What the task requires: Examine each line of the data, and copy the ones containing "nothing".

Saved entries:
##############################

use rust_stemmers::{Algorithm, Stemmer};
use std::collections::{BTreeMap, HashSet};
use stop_words::{get, LANGUAGE};
use unicode_segmentation::UnicodeSegmentation;

use crate::config::TokenizerConfig;

/// Text tokenizer with optional stemming and stopword removal.
///
/// The same instance analyzes field text at index time and query text at
/// search time, so both sides agree on what a term is.
pub struct Tokenizer {
    config: TokenizerConfig,
    stemmer: Option<Stemmer>,
    stopwords: HashSet<String>,
}

fn language_of(name: &str) -> (Algorithm, LANGUAGE) {
    match name.to_lowercase().as_str() {
        "french" => (Algorithm::French, LANGUAGE::French),
        "german" => (Algorithm::German, LANGUAGE::German),
        "spanish" => (Algorithm::Spanish, LANGUAGE::Spanish),
        "italian" => (Algorithm::Italian, LANGUAGE::Italian),
        "portuguese" => (Algorithm::Portuguese, LANGUAGE::Portuguese),
        _ => (Algorithm::English, LANGUAGE::English),
    }
}

impl Tokenizer {
    /// Create a new tokenizer from configuration
    pub fn new(config: &TokenizerConfig) -> Self {
        let (algorithm, language) = language_of(&config.language);

        let stemmer = if config.stem {
            Some(Stemmer::create(algorithm))
        } else {
            None
        };

        let stopwords = if config.remove_stopwords {
            get(language)
                .into_iter()
                .map(|s| s.to_lowercase())
                .collect()
        } else {
            HashSet::new()
        };

        Self {
            config: config.clone(),
            stemmer,
            stopwords,
        }
    }

    /// Tokenize text into a vector of terms
    pub fn tokenize(&self, text: &str) -> Vec<String> {
        let mut tokens: Vec<String> = text
            .unicode_words()
            .map(|word| {
                if self.config.lowercase {
                    word.to_lowercase()
                } else {
                    word.to_string()
                }
            })
            .filter(|token| {
                let len = token.chars().count();
                len >= self.config.min_token_length
                    && len <= self.config.max_token_length
                    && !self.stopwords.contains(token)
            })
            .collect();

        if let Some(stemmer) = &self.stemmer {
            tokens = tokens
                .into_iter()
                .map(|token| stemmer.stem(&token).to_string())
                .collect();
        }

        tokens
    }

    /// Terms for a text value, falling back to the whole value as one exact
    /// term when analysis leaves nothing (only stopwords, punctuation, ...).
    pub fn terms_or_exact(&self, text: &str) -> Vec<String> {
        let tokens = self.tokenize(text);
        if !tokens.is_empty() {
            return tokens;
        }
        vec![exact_term(text)]
    }

    /// Compute term frequencies for a tokenized text
    pub fn compute_term_frequencies(&self, text: &str) -> BTreeMap<String, u32> {
        let mut freq = BTreeMap::new();
        for token in self.terms_or_exact(text) {
            *freq.entry(token).or_insert(0) += 1;
        }
        freq
    }
}

/// Case-insensitive exact form of a whole value
pub fn exact_term(text: &str) -> String {
    text.trim().to_lowercase()
}

#[cfg(test)]
mod tests {
    use super::*;

    fn plain_config() -> TokenizerConfig {
        TokenizerConfig {
            lowercase: true,
            remove_stopwords: false,
            stem: false,
            min_token_length: 1,
            max_token_length: 50,
            language: "english".to_string(),
        }
    }

    #[test]
    fn test_basic_tokenization() {
        let tokenizer = Tokenizer::new(&plain_config());
        let tokens = tokenizer.tokenize("Hello World! This is a test.");

        assert!(tokens.contains(&"hello".to_string()));
        assert!(tokens.contains(&"world".to_string()));
        assert!(tokens.contains(&"test".to_string()));
        assert!(tokens.contains(&"a".to_string()));
    }

    #[test]
    fn test_punctuation_splits_terms() {
        let tokenizer = Tokenizer::new(&plain_config());
        let tokens = tokenizer.tokenize("red,fox;jumps");
        assert_eq!(tokens, vec!["red", "fox", "jumps"]);
    }

    #[test]
    fn test_stopword_removal() {
        let config = TokenizerConfig {
            remove_stopwords: true,
            ..plain_config()
        };

        let tokenizer = Tokenizer::new(&config);
        let tokens = tokenizer.tokenize("This is a document about the system");

        assert!(!tokens.contains(&"this".to_string()));
        assert!(!tokens.contains(&"the".to_string()));
        assert!(tokens.contains(&"document".to_string()));
    }

    #[test]
    fn test_stemming() {
        let config = TokenizerConfig {
            stem: true,
            ..plain_config()
        };

        let tokenizer = Tokenizer::new(&config);
        let tokens = tokenizer.tokenize("running runs runner");

        assert!(tokens.iter().all(|t| t.starts_with("run")));
    }

    #[test]
    fn test_term_frequencies() {
        let tokenizer = Tokenizer::new(&plain_config());

        let freq = tokenizer.compute_term_frequencies("apple Apple banana");
        assert_eq!(freq.get("apple"), Some(&2));
        assert_eq!(freq.get("banana"), Some(&1));
    }

    #[test]
    fn test_min_max_token_length() {
        let config = TokenizerConfig {
            min_token_length: 3,
            max_token_length: 5,
            ..plain_config()
        };

        let tokenizer = Tokenizer::new(&config);
        let tokens = tokenizer.tokenize("a ab abc abcd abcde abcdef");

        assert!(!tokens.contains(&"ab".to_string()));
        assert!(tokens.contains(&"abc".to_string()));
        assert!(tokens.contains(&"abcde".to_string()));
        assert!(!tokens.contains(&"abcdef".to_string()));
    }

    #[test]
    fn test_exact_fallback() {
        let tokenizer = Tokenizer::new(&TokenizerConfig::default());
        // Only stopwords: nothing survives analysis
        assert!(tokenizer.tokenize("The").is_empty());
        assert_eq!(tokenizer.terms_or_exact(" The "), vec!["the"]);
        assert_eq!(tokenizer.terms_or_exact("--"), vec!["--"]);
    }
}
use anyhow::Result;
use clap::Parser;
use docsearch::{
    create_router, AppState, IndexSettings, ReconstructPolicy, SearchEngine, ServiceMetrics,
    TokenizerConfig,
};
use std::path::PathBuf;
use std::sync::Arc;
use tracing::{info, warn};

#[derive(Parser)]
#[command(name = "docsearch")]
#[command(about = "Full-text JSON document indexing and retrieval service", long_about = None)]
struct Args {
    /// Directory holding the index
    #[arg(long, env = "DOCSEARCH_STORAGE", default_value = "logs.index")]
    storage_location: PathBuf,

    /// HTTP API port
    #[arg(long, env = "DOCSEARCH_HTTP_PORT", default_value = "9000")]
    http_port: u16,

    /// Attempts at the writer lock before giving up
    #[arg(long, env = "DOCSEARCH_OPEN_RETRIES", default_value = "5")]
    open_retries: u32,

    /// Delay between writer lock attempts
    #[arg(long, env = "DOCSEARCH_OPEN_BACKOFF_MS", default_value = "20")]
    open_backoff_ms: u64,

    /// Longest accepted query, in bytes
    #[arg(long, env = "DOCSEARCH_MAX_QUERY_LEN", default_value = "1024")]
    max_query_len: usize,

    /// Stem tokens at index and query time
    #[arg(long, env = "DOCSEARCH_STEM")]
    stem: bool,

    /// Keep stopwords instead of dropping them
    #[arg(long, env = "DOCSEARCH_KEEP_STOPWORDS")]
    keep_stopwords: bool,

    /// Fail document reconstruction on undecodable stored values
    #[arg(long, env = "DOCSEARCH_STRICT_RECONSTRUCT")]
    strict_reconstruct: bool,
}

#[tokio::main]
async fn main() -> Result<()> {
    tracing_subscriber::fmt()
        .with_env_filter(
            tracing_subscriber::EnvFilter::from_default_env()
                .add_directive(tracing::Level::INFO.into()),
        )
        .init();

    let args = Args::parse();

    info!("Starting docsearch v{}", docsearch::VERSION);

    let tokenizer = TokenizerConfig {
        stem: args.stem,
        remove_stopwords: !args.keep_stopwords,
        ..TokenizerConfig::default()
    };
    let policy = if args.strict_reconstruct {
        ReconstructPolicy::Strict
    } else {
        ReconstructPolicy::DropInvalid
    };
    let settings = IndexSettings::new(&args.storage_location)
        .with_tokenizer(tokenizer)
        .with_reconstruct_policy(policy)
        .with_max_query_len(args.max_query_len)
        .with_open_retries(args.open_retries, args.open_backoff_ms);

    info!("Index settings:");
    info!("  Storage location: {:?}", settings.storage.location);
    info!("  Stemming: {}", settings.tokenizer_config.stem);
    info!("  Reconstruct policy: {:?}", settings.reconstruct_policy);

    let engine = Arc::new(tokio::task::spawn_blocking(move || SearchEngine::open(settings)).await??);

    let metrics = Arc::new(ServiceMetrics::new()?);
    let stats = engine.stats()?;
    metrics.set_index_stats(stats.documents, stats.archive_bytes);
    info!(documents = stats.documents, "Metrics initialized");

    let app = create_router(AppState {
        engine: engine.clone(),
        metrics,
    });
    let http_addr = format!("0.0.0.0:{}", args.http_port);
    let listener = tokio::net::TcpListener::bind(&http_addr).await?;
    info!("HTTP API server listening on {}", http_addr);

    axum::serve(listener, app)
        .with_graceful_shutdown(async {
            if let Err(e) = tokio::signal::ctrl_c().await {
                warn!("Failed to listen for shutdown signal: {}", e);
                std::future::pending::<()>().await;
            }
            info!("Received shutdown signal, gracefully shutting down");
        })
        .await?;

    match Arc::try_unwrap(engine) {
        Ok(engine) => engine.close()?,
        Err(_) => warn!("Engine still referenced at shutdown, skipping explicit close"),
    }
    Ok(())
}
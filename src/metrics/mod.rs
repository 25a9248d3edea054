use prometheus::{
    CounterVec, Encoder, Gauge, HistogramOpts, HistogramVec, Opts, Registry, TextEncoder,
};

use crate::error::ErrorKind;

const LATENCY_BUCKETS: &[f64] = &[0.0005, 0.001, 0.005, 0.01, 0.025, 0.05, 0.1, 0.25, 0.5, 1.0];

/// Service operations tracked by the metrics
#[derive(Clone, Copy, Debug, PartialEq, Eq)]
pub enum Operation {
    Index,
    Search,
    Fetch,
}

impl Operation {
    pub fn as_str(&self) -> &'static str {
        match self {
            Operation::Index => "index",
            Operation::Search => "search",
            Operation::Fetch => "fetch",
        }
    }
}

/// Prometheus metrics for the indexing service
#[derive(Clone)]
pub struct ServiceMetrics {
    /// Completed operations by `op` and `outcome` (`ok` or an error kind)
    pub operations_total: CounterVec,
    pub operation_latency: HistogramVec,

    pub total_documents: Gauge,
    pub archive_size_bytes: Gauge,

    registry: Registry,
}

impl ServiceMetrics {
    pub fn new() -> Result<Self, prometheus::Error> {
        let registry = Registry::new();

        let operations_total = CounterVec::new(
            Opts::new(
                "docsearch_operations_total",
                "Completed operations by type and outcome",
            ),
            &["op", "outcome"],
        )?;
        registry.register(Box::new(operations_total.clone()))?;

        let operation_latency = HistogramVec::new(
            HistogramOpts::new("docsearch_operation_latency_seconds", "Operation latency")
                .buckets(LATENCY_BUCKETS.to_vec()),
            &["op"],
        )?;
        registry.register(Box::new(operation_latency.clone()))?;

        let total_documents = Gauge::with_opts(Opts::new(
            "docsearch_total_documents",
            "Current number of documents in the index",
        ))?;
        registry.register(Box::new(total_documents.clone()))?;

        let archive_size_bytes = Gauge::with_opts(Opts::new(
            "docsearch_archive_size_bytes",
            "Size of the stored field archive in bytes",
        ))?;
        registry.register(Box::new(archive_size_bytes.clone()))?;

        Ok(Self {
            operations_total,
            operation_latency,
            total_documents,
            archive_size_bytes,
            registry,
        })
    }

    /// Record one finished operation
    pub fn record(&self, op: Operation, outcome: Option<ErrorKind>, duration_secs: f64) {
        let outcome = outcome.map(|k| k.as_str()).unwrap_or("ok");
        self.operations_total
            .with_label_values(&[op.as_str(), outcome])
            .inc();
        self.operation_latency
            .with_label_values(&[op.as_str()])
            .observe(duration_secs);
    }

    pub fn set_index_stats(&self, documents: u64, archive_bytes: u64) {
        self.total_documents.set(documents as f64);
        self.archive_size_bytes.set(archive_bytes as f64);
    }

    /// Render every registered metric in the text exposition format
    pub fn render(&self) -> Result<String, prometheus::Error> {
        let mut buffer = Vec::new();
        TextEncoder::new().encode(&self.registry.gather(), &mut buffer)?;
        String::from_utf8(buffer).map_err(|e| prometheus::Error::Msg(e.to_string()))
    }
}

##############################

Your solution:
    /// term when analysis leaves nothing (only stopwords, punctuation, ...).
        // Only stopwords: nothing survives analysis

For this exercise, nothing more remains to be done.